Da redação
A Câmara dos Deputados aprovou nesta quinta-feira, 21, um projeto que proíbe a imposição de sigilo sobre gastos de viagens da administração pública federal. A proposta, apresentada em resposta a negativas do governo Lula, segue agora para análise do Senado Federal.
Segundo o texto aprovado, as despesas de viagens realizadas por integrantes da administração federal devem ser públicas. Entre os dados incluídos estão gastos com diárias, alimentação, hospedagem, passagens, aquisição de bens e locomoção, inclusive quando pagos por meio de fundos, conforme previsto na Lei de Acesso à Informação.
O projeto foi apresentado pelos deputados Gustavo Gayer, do PL de Goiás, e Marcel Van Hattem, do Novo do Rio Grande do Sul. O relatório ficou a cargo do líder do PL, Sóstenes Cavalcante, de São Paulo. Eles defendem maior transparência em razão de dificuldades em obter informações sobre despesas da primeira-dama Rosângela Silva, a Janja, em viagem a Nova York neste ano.
A proposta ainda inclui alterações na Lei de Improbidade Administrativa e na Lei do Impeachment. Passa a caracterizar como improbidade administrativa e crime de responsabilidade a imposição de sigilo sobre esses dados quando houver objetivo de obter proveito pessoal ou de ocultar ato ilegal.
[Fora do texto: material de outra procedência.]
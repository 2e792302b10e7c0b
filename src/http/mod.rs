//! HTTP/1.1 protocol machinery built directly on byte streams.
//!
//! # Architecture
//!
//! - **`headers`**: case-insensitive header map and the header-line parser
//! - **`request`**: request line, request and parser state types
//! - **`parser`**: incremental request parser fed from an `AsyncRead`
//! - **`response`**: status codes and the default response headers
//! - **`writer`**: ordered response serialization, including chunked bodies and trailers
//! - **`handler`**: the contract between a connection and application code
//! - **`connection`**: one request/response cycle over an accepted stream
//!
//! # Connection State Machine
//!
//! ```text
//!        ┌─────────────┐
//!        │   Reading   │ ← Parse request line + headers
//!        └──────┬──────┘
//!               ├─ parse error ──────────────┐
//!               ▼                            │
//!        ┌──────────────────┐                │
//!        │    Handling      │ ← Run handler  │
//!        └──────┬───────────┘                │
//!               ▼                            ▼
//!        ┌──────────────────┐   400 / handler error / 200
//!        │   Responding     │ ← Status line → headers → body
//!        └──────┬───────────┘
//!               ▼
//!            Closed
//! ```
//!
//! There is no keep-alive: every connection is closed after one response.
//! Request bodies are not read.

pub mod connection;
pub mod handler;
pub mod headers;
pub mod parser;
pub mod request;
pub mod response;
pub mod writer;
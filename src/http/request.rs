use std::fmt;

use crate::http::headers::HeaderMap;

/// The first line of an HTTP request.
///
/// `version` holds only the numeric part, e.g. `"1.1"` for `HTTP/1.1`.
#[derive(Debug, Clone, Default, PartialEq, Eq)]
pub struct RequestLine {
    /// Request method, uppercase ASCII letters only (e.g. "GET")
    pub method: String,
    /// The request target as sent (e.g. "/video?x=1")
    pub target: String,
    /// HTTP version without the "HTTP/" prefix
    pub version: String,
}

/// Progress of the incremental request parser.
///
/// ```text
/// Initialized ──request line──▶ ParsingHeaders ──blank line──▶ Done
/// ```
#[derive(Debug, Clone, Copy, PartialEq, Eq)]
pub enum ParserState {
    /// Waiting for a complete request line
    Initialized,
    /// Request line parsed, consuming header lines
    ParsingHeaders,
    /// Header block finished; no further input is accepted
    Done,
}

impl fmt::Display for ParserState {
    fn fmt(&self, f: &mut fmt::Formatter<'_>) -> fmt::Result {
        let name = match self {
            ParserState::Initialized => "initialized",
            ParserState::ParsingHeaders => "parsing headers",
            ParserState::Done => "done",
        };
        f.write_str(name)
    }
}

/// A parsed HTTP request: request line plus headers.
///
/// Request bodies are never read. A request declaring `Content-Length` or
/// `Transfer-Encoding` is still returned as soon as its header block ends.
#[derive(Debug, Clone)]
pub struct Request {
    pub request_line: RequestLine,
    pub headers: HeaderMap,
    pub(crate) state: ParserState,
}

impl Request {
    pub fn new() -> Self {
        Self {
            request_line: RequestLine::default(),
            headers: HeaderMap::new(),
            state: ParserState::Initialized,
        }
    }

    pub fn state(&self) -> ParserState {
        self.state
    }

    pub fn is_done(&self) -> bool {
        self.state == ParserState::Done
    }

    pub fn method(&self) -> &str {
        &self.request_line.method
    }

    pub fn target(&self) -> &str {
        &self.request_line.target
    }

    /// Retrieves a header value by name, ignoring case.
    pub fn header(&self, name: &str) -> Option<&str> {
        self.headers.get(name)
    }
}

impl Default for Request {
    fn default() -> Self {
        Self::new()
    }
}
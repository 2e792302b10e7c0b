use std::path::PathBuf;

use httpfromtcp::config::Config;
use httpfromtcp::http::request::Request;
use httpfromtcp::http::response::StatusCode;
use httpfromtcp::server::{BodyWriter, Handler, HandlerError, Server};
use tracing::{error, info};

const SUCCESS_HTML: &str = r#"<html>
  <head>
    <title>200 OK</title>
  </head>
  <body>
    <h1>Success!</h1>
    <p>Your request was an absolute banger.</p>
  </body>
</html>
"#;

/// Lines streamed by `/chunked`, enough to span more than one chunk.
const CHUNKED_LINES: usize = 100;

/// Demo routes.
struct Routes {
    video_path: PathBuf,
}

impl Handler for Routes {
    async fn call(&self, body: &mut BodyWriter, req: &Request) -> Result<(), HandlerError> {
        match req.target() {
            "/yourproblem" => Err(HandlerError::bad_request(
                "Your problem is not my problem\n",
            )),
            "/myproblem" => Err(HandlerError::new(
                StatusCode::InternalServerError,
                "Woopsie, my bad\n",
            )),
            "/video" if req.method() == "GET" => {
                let video = tokio::fs::read(&self.video_path).await.map_err(|e| {
                    error!(path = %self.video_path.display(), error = %e, "failed to read video");
                    HandlerError::new(StatusCode::InternalServerError, "video unavailable\n")
                })?;
                body.headers_mut().replace("Content-Type", "video/mp4");
                body.write(video);
                Ok(())
            }
            "/chunked" => {
                for i in 0..CHUNKED_LINES {
                    body.write(format!("chunked line {}\n", i));
                }
                let len = body.len().to_string();
                body.set_trailer("X-Content-Length", &len);
                Ok(())
            }
            _ => {
                body.headers_mut().replace("Content-Type", "text/html");
                body.write(SUCCESS_HTML);
                Ok(())
            }
        }
    }
}

#[tokio::main]
async fn main() -> anyhow::Result<()> {
    tracing_subscriber::fmt()
        .with_target(false)
        .with_level(true)
        .init();

    let cfg = Config::load()?;
    let routes = Routes {
        video_path: PathBuf::from(&cfg.video_path),
    };

    let server = Server::serve(cfg.listen_addr.as_str(), routes).await?;

    tokio::signal::ctrl_c().await?;
    info!("Shutdown signal received");

    server.close();
    server.wait().await?;
    info!("Server gracefully stopped");

    Ok(())
}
Há, entretanto, uma exceção prevista para informações que possam comprometer a segurança do presidente, vice-presidente, cônjuges e filhos. Nesses casos, o sigilo será mantido até o término do mandato, com o objetivo de garantir a segurança das autoridades e seus familiares.
Além disso, o texto determina que o Congresso Nacional terá poder para revisar a classificação de informações e decisões da Comissão Mista de Reavaliação de Informações no âmbito federal. Isso poderá ser feito mediante decreto legislativo aprovado pelas duas Casas legislativas.